Normally, a student's financial aid package is built around a 9-month academic year with 2 terms of tuition. However, as a co-op student, you are going to be a student year-round. Therefore, alerting Student Financial Aid that you are on co-op adjusts your budget to 12 months (either 2 terms of tuition or 2 terms of co-op fees with 1 term of the other based on your specific rotation). This change can also adjust your eligibility in some aid programs.

Aid Adjustment

While some aid programs will not adjust based on your co-op rotation, other aid funds will only be available to you during in-class terms. Informing Student Financial Aid of your co-op/class schedule allows for maximization of your aid.

  • Scholarships: Scholarships are available to you for full-time, in-class terms. Generally, you will still only receive half of your scholarship during an in-class semester. Awarding a semester amount allows some renewable scholarships to continue through a four-year equivalency even though your academic career will take a bit longer.

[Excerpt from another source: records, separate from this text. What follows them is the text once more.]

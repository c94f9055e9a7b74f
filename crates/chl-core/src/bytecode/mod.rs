//! Bytecode CHL : modèle en mémoire, modules objets, codec binaire, validation.
//!
//! Une [`Image`] est un fichier lié complet ; un [`ObjectModule`] est une image
//! d’une seule unité de compilation, accompagnée de ses références externes
//! non résolues. Le linker consomme des modules, le comparateur lit des images.

/// Opcodes, modes d’adressage et opérandes.
pub mod opcode;
/// Image liée : variables globales, scripts, initialiseurs.
pub mod image;
/// Section de données (chaînes terminées par NUL).
pub mod data;
/// Modules objets et constructeur côté front-end.
pub mod object;
/// Lecture/écriture binaire des images et modules objets.
pub mod codec;
/// Validation structurelle d’une image.
pub mod helpers;

pub use data::{DataSection, StringConst};
pub use image::{GlobalVar, GlobalVars, Image, InitGlobal, InitValue, PushRejected, Script, VarName, MAX_SLOT};
pub use object::{ExternScript, ExternVar, ModuleBuilder, ObjectModule};
pub use opcode::{DataType, Instruction, Mode, Opcode, Operand, OperandKind, SymRef};
#[cfg(test)]
mod tests {
    use super::*;
    use chl_core::bytecode::{InitValue, ModuleBuilder, VarName};
    use chl_core::helpers::validate_image;
    use pretty_assertions::assert_eq;

    /// `reward(amount)` et `a_main`, globales `health` et `flags[3]`.
    fn module_a() -> ObjectModule {
        let mut b = ModuleBuilder::new("a.txt");
        let health = b.global("health");
        b.array("flags", 3);
        b.init("health", InitValue::Float(100.0));

        let reward = b.begin_script("reward", 1, &["amount"]);
        let amount = b.local("amount").unwrap();
        b.emit(Instruction::load(amount));
        b.emit(Instruction::store(health));
        b.push_string("hello");
        b.emit(Instruction::sys(1));
        b.emit(Instruction::end());

        let main = b.begin_script("a_main", 0, &[]);
        b.emit(Instruction::call(reward));
        b.emit(Instruction::end());
        b.autostart(main);
        b.finish()
    }

    /// `b_main`, qui utilise les symboles de `a.txt`.
    fn module_b() -> ObjectModule {
        let mut b = ModuleBuilder::new("b.txt");
        let score = b.global("score");
        let health = b.extern_var("health", 0);
        let flag = b.extern_var("flags", 2);
        let reward = b.extern_script("reward", 1);

        b.begin_script("b_main", 0, &["x"]);
        let x = b.local("x").unwrap();
        b.push_string("hello");
        b.emit(Instruction::load(health));
        b.emit(Instruction::store(x));
        b.emit(Instruction::jump(Opcode::Jz, 5));
        b.emit(Instruction::call(reward));
        b.emit(Instruction::load(score));
        b.emit(Instruction::store(flag));
        b.emit(Instruction::load(SymRef::Internal(0)));
        b.emit(Instruction::end());
        b.finish()
    }

    fn only_externs(vars: &[(&str, u32)], scripts: &[(&str, u32)]) -> ObjectModule {
        let mut b = ModuleBuilder::new("c.txt");
        for (name, index) in vars {
            b.extern_var(name, *index);
        }
        for (name, params) in scripts {
            b.extern_script(name, *params);
        }
        b.finish()
    }

    fn link_default(modules: Vec<ObjectModule>) -> Result<Linked, LinkError> {
        link(modules, &LinkOptions::default())
    }

    #[test]
    fn single_module_links_to_itself() {
        let a = module_a();
        let linked = link_default(vec![a.clone()]).unwrap();
        assert_eq!(linked.image, a.image);
        assert_eq!(linked.manifest.inputs[0].base_address, 0);
    }

    #[test]
    fn globals_are_appended_in_link_order() {
        let linked = link_default(vec![module_a(), module_b()]).unwrap();
        let names: Vec<&str> = linked.image.globals.names().collect();
        assert_eq!(names, ["health", "flags", "score"]);
        assert_eq!(linked.image.globals.slot_count(), 5);
        assert_eq!(linked.manifest.inputs[1].global_offset, 4);
        let inits: Vec<&str> = linked.image.inits.iter().map(|i| i.name.as_str()).collect();
        assert_eq!(inits, ["Null", "health"]);
    }

    #[test]
    fn operands_are_relocated() {
        let linked = link_default(vec![module_a(), module_b()]).unwrap();
        let img = &linked.image;
        assert_eq!(validate_image(img), Ok(()));

        let names: Vec<(u32, &str)> = img.scripts.iter().map(|s| (s.id, s.name.as_str())).collect();
        assert_eq!(names, [(1, "reward"), (2, "a_main"), (3, "b_main")]);
        assert_eq!(img.autostart, [SymRef::Internal(2)]);

        // reward : locale décalée de 1, frontière 5
        let reward = &img.scripts[0];
        assert_eq!(reward.global_count, 5);
        assert_eq!(img.code[0].operand, Operand::Var(SymRef::Internal(6)));
        assert_eq!(img.var_name(reward, 6), Some(VarName::Local("amount")));

        let b_main = &img.scripts[2];
        assert_eq!(b_main.address, 7);
        assert_eq!(b_main.global_count, 5);
        let ops: Vec<Operand> = img.code[7..].iter().map(|i| i.operand).collect();
        assert_eq!(
            ops,
            [
                Operand::Int(6),
                Operand::Var(SymRef::Internal(1)),
                Operand::Var(SymRef::Internal(6)),
                Operand::Addr(12),
                Operand::Script(SymRef::Internal(1)),
                Operand::Var(SymRef::Internal(5)),
                Operand::Var(SymRef::Internal(4)),
                Operand::Var(SymRef::Internal(0)),
                Operand::None,
            ]
        );
        assert_eq!(img.var_name(b_main, 6), Some(VarName::Local("x")));
        assert_eq!(img.var_name(b_main, 5), Some(VarName::Global { name: "score", element: 0 }));
        assert_eq!(img.var_name(b_main, 4), Some(VarName::Global { name: "flags", element: 2 }));
    }

    #[test]
    fn jumps_keep_their_offset_from_the_script_start() {
        let b = module_b();
        let old = &b.image.scripts[0];
        let old_rel = 5 - old.address;
        let linked = link_default(vec![module_a(), b]).unwrap();
        let s = &linked.image.scripts[2];
        let jz = linked.image.code[s.address as usize + 3];
        assert_eq!(jz.operand, Operand::Addr(s.address + old_rel));
    }

    #[test]
    fn strings_are_copied_or_shared() {
        let linked = link_default(vec![module_a(), module_b()]).unwrap();
        assert_eq!(linked.image.data.as_bytes(), b"hello\0hello\0");
        assert_eq!(linked.image.code[2].operand, Operand::Int(0));
        assert_eq!(linked.image.code[7].operand, Operand::Int(6));

        let opts = LinkOptions { shared_strings: true, ..LinkOptions::default() };
        let linked = link(vec![module_a(), module_b()], &opts).unwrap();
        assert_eq!(linked.image.data.as_bytes(), b"hello\0");
        assert_eq!(linked.image.code[7].operand, Operand::Int(0));
        assert_eq!(linked.manifest.inputs[1].dedup_hits, 1);
    }

    #[test]
    fn reference_idiom_relocates_the_paired_float() {
        let mut b = ModuleBuilder::new("d.txt");
        b.global("d");
        let health = b.extern_var("health", 0);
        b.begin_script("d_main", 0, &["t"]);
        let t = b.local("t").unwrap();
        b.emit(Instruction::push_var_id(t));
        b.emit(Instruction::push_int(7));
        b.emit(Instruction::by_ref(Opcode::Store));
        b.emit(Instruction::push_var_id(health));
        b.emit(Instruction::push_int(0));
        b.emit(Instruction::by_ref(Opcode::Load));
        b.emit(Instruction::end());

        let linked = link_default(vec![module_a(), b.finish()]).unwrap();
        let base = linked.image.scripts[2].address as usize;
        assert_eq!(linked.image.code[base].operand, Operand::Float(6.0));
        assert_eq!(linked.image.code[base + 3].operand, Operand::Float(1.0));
        assert_eq!(validate_image(&linked.image), Ok(()));
    }

    #[test]
    fn reference_without_float_push_is_malformed() {
        let mut b = ModuleBuilder::new("e.txt");
        b.begin_script("e_main", 0, &[]);
        b.emit(Instruction::push_int(1));
        b.emit(Instruction::by_ref(Opcode::Store));
        b.emit(Instruction::end());
        assert_eq!(
            link_default(vec![b.finish()]).unwrap_err(),
            LinkError::MalformedReference { module: "e.txt".into(), address: 1 }
        );
    }

    #[test]
    fn externals_only_see_earlier_modules() {
        let err = link_default(vec![module_b(), module_a()]).unwrap_err();
        assert_eq!(err, LinkError::UnresolvedVariable { module: "b.txt".into(), name: "health".into() });
        assert_eq!(err.module(), "b.txt");
    }

    #[test]
    fn extern_errors_are_reported() {
        let cases = [
            (
                only_externs(&[("health", 1)], &[]),
                LinkError::NotAnArray { module: "c.txt".into(), name: "health".into(), index: 1 },
            ),
            (
                only_externs(&[("flags", 3)], &[]),
                LinkError::ArrayBounds { module: "c.txt".into(), name: "flags".into(), index: 3, size: 3 },
            ),
            (
                only_externs(&[], &[("missing", 0)]),
                LinkError::UnresolvedScript { module: "c.txt".into(), name: "missing".into() },
            ),
            (
                only_externs(&[], &[("reward", 2)]),
                LinkError::ParamMismatch { module: "c.txt".into(), name: "reward".into(), expected: 2, found: 1 },
            ),
        ];
        for (module, expected) in cases {
            assert_eq!(link_default(vec![module_a(), module]).unwrap_err(), expected);
        }
    }

    #[test]
    fn duplicate_globals_are_rejected() {
        let mut b = ModuleBuilder::new("c.txt");
        b.global("health");
        assert_eq!(
            link_default(vec![module_a(), b.finish()]).unwrap_err(),
            LinkError::DuplicateGlobal { module: "c.txt".into(), name: "health".into() }
        );
    }

    #[test]
    fn script_without_end_is_rejected() {
        let mut b = ModuleBuilder::new("f.txt");
        b.begin_script("open", 0, &[]);
        b.emit(Instruction::push_int(1));
        assert_eq!(
            link_default(vec![b.finish()]).unwrap_err(),
            LinkError::UnterminatedScript { module: "f.txt".into(), name: "open".into() }
        );
    }

    #[test]
    fn debug_metadata_is_collected_and_reemitted() {
        let with_markers = |name: &str, dir: &str| {
            let mut m = module_a();
            m.name = name.into();
            m.image.data.push_str(&format!("crc32[{name}]=0badf00d"));
            m.image.data.push_str(&format!("source_dirs={dir};shared"));
            m.image.data.push_str("string_instructions=99");
            m
        };
        let mut second = with_markers("g.txt", "more");
        second.image.globals = GlobalVars::new();
        second.image.inits.truncate(1);
        second.image.scripts.clear();
        second.image.code.clear();
        second.image.autostart.clear();
        second.string_instructions.clear();

        let opts = LinkOptions { debug_metadata: true, ..LinkOptions::default() };
        let linked = link(vec![with_markers("a.txt", "scripts"), second], &opts).unwrap();
        let texts: Vec<String> =
            linked.image.data.strings().iter().map(|s| linked.image.data.text_of(s).into_owned()).collect();
        assert_eq!(
            texts,
            [
                "hello",
                "hello",
                "crc32[a.txt]=0badf00d",
                "crc32[g.txt]=0badf00d",
                "source_dirs=scripts;shared;more",
                "string_instructions=2",
            ]
        );
        assert_eq!(linked.manifest.source_dirs, ["scripts", "shared", "more"]);

        let linked = link(vec![with_markers("a.txt", "scripts")], &LinkOptions::default()).unwrap();
        assert_eq!(linked.image.data.as_bytes(), b"hello\0");
        assert_eq!(linked.manifest.build_properties, ["crc32[a.txt]=0badf00d"]);
    }

    #[test]
    fn boundary_slot_is_a_global_and_the_next_one_a_local() {
        let mut b = ModuleBuilder::new("x.txt");
        let x = b.global("x");
        b.begin_script("x_main", 0, &["l"]);
        assert_eq!((x, b.local("l")), (SymRef::Internal(1), Some(SymRef::Internal(2))));
        b.emit(Instruction::load(SymRef::Internal(1)));
        b.emit(Instruction::load(SymRef::Internal(2)));
        b.emit(Instruction::end());

        let linked = link_default(vec![module_a(), b.finish()]).unwrap();
        let img = &linked.image;
        let s = &img.scripts[2];
        let at = s.address as usize;
        assert_eq!(img.code[at].operand, Operand::Var(SymRef::Internal(5)));
        assert_eq!(img.code[at + 1].operand, Operand::Var(SymRef::Internal(6)));
        assert_eq!(img.var_name(s, 5), Some(VarName::Global { name: "x", element: 0 }));
        assert_eq!(img.var_name(s, 6), Some(VarName::Local("l")));
    }

    #[test]
    fn jump_outside_the_image_is_rejected() {
        let mut b = ModuleBuilder::new("j.txt");
        b.begin_script("j_main", 0, &[]);
        b.emit(Instruction::jump(Opcode::Jmp, 50));
        b.emit(Instruction::end());
        assert_eq!(
            link_default(vec![module_a(), b.finish()]).unwrap_err(),
            LinkError::BadJumpTarget { module: "j.txt".into(), address: 0, target: 57 }
        );
    }

    #[test]
    fn internal_ids_outside_the_module_tables_are_rejected() {
        let build = |load: u32, boundary: u32| {
            let mut b = ModuleBuilder::new("d.txt");
            b.global("only");
            b.begin_script("d_main", 0, &["l"]);
            b.emit(Instruction::load(SymRef::Internal(load)));
            b.emit(Instruction::end());
            let mut m = b.finish();
            m.image.scripts[0].global_count = boundary;
            m
        };
        assert!(link_default(vec![build(2, 1)]).is_ok());
        assert_eq!(
            link_default(vec![build(3, 1)]).unwrap_err(),
            LinkError::UnknownSymbol { module: "d.txt".into(), address: 0, what: "local variable", id: 3 }
        );
        assert_eq!(
            link_default(vec![build(5, 10)]).unwrap_err(),
            LinkError::UnknownSymbol { module: "d.txt".into(), address: 0, what: "global variable", id: 5 }
        );
    }

    #[test]
    fn autostart_can_name_an_external_script() {
        let mut b = ModuleBuilder::new("e.txt");
        let reward = b.extern_script("reward", 1);
        b.autostart(reward);
        let linked = link_default(vec![module_a(), b.finish()]).unwrap();
        assert_eq!(linked.image.autostart, [SymRef::Internal(2), SymRef::Internal(1)]);
    }

    #[test]
    fn autostart_without_a_script_is_its_own_error() {
        for (entry, what, id) in [(SymRef::External(3), "external script", 3), (SymRef::Internal(9), "script", 9)] {
            let mut b = ModuleBuilder::new("e.txt");
            b.autostart(entry);
            let err = link_default(vec![module_a(), b.finish()]).unwrap_err();
            assert_eq!(err, LinkError::BadAutostart { module: "e.txt".into(), what, id });
            assert_eq!(err.to_string(), format!("e.txt: autostart references undefined {what} {id}"));
        }
    }

    #[test]
    fn global_slots_past_the_limit_are_rejected() {
        let mut first = ModuleBuilder::new("first.txt");
        first.array("big", MAX_SLOT);
        let mut second = ModuleBuilder::new("second.txt");
        second.global("one_more");
        assert_eq!(
            link_default(vec![first.finish(), second.finish()]).unwrap_err(),
            LinkError::TooManyGlobals { module: "second.txt".into() }
        );
    }
}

  • Grants: The Federal Pell Grant will post for fall-spring. You are eligible to receive your semester allotment even when on co-op during the primary academic terms. You will therefore not likely be eligible for Pell for any summer enrollment if you get your full-year's allocation during the 2-term academic year. State grant programs such as OCOG are available in the same way as scholarships described above. Other grant programs including Federal SEOG will be split in half (and available to you in part or in whole depending on co-op/class rotations for the year) but can only be made available to you during in-class semesters up to a half-annual amount.

  • Work-Study: Students are eligible to continue work-study employment during co-op semesters if they wish. Also, some co-op jobs are work-study positions with increased levels of responsibilities related to the student's major.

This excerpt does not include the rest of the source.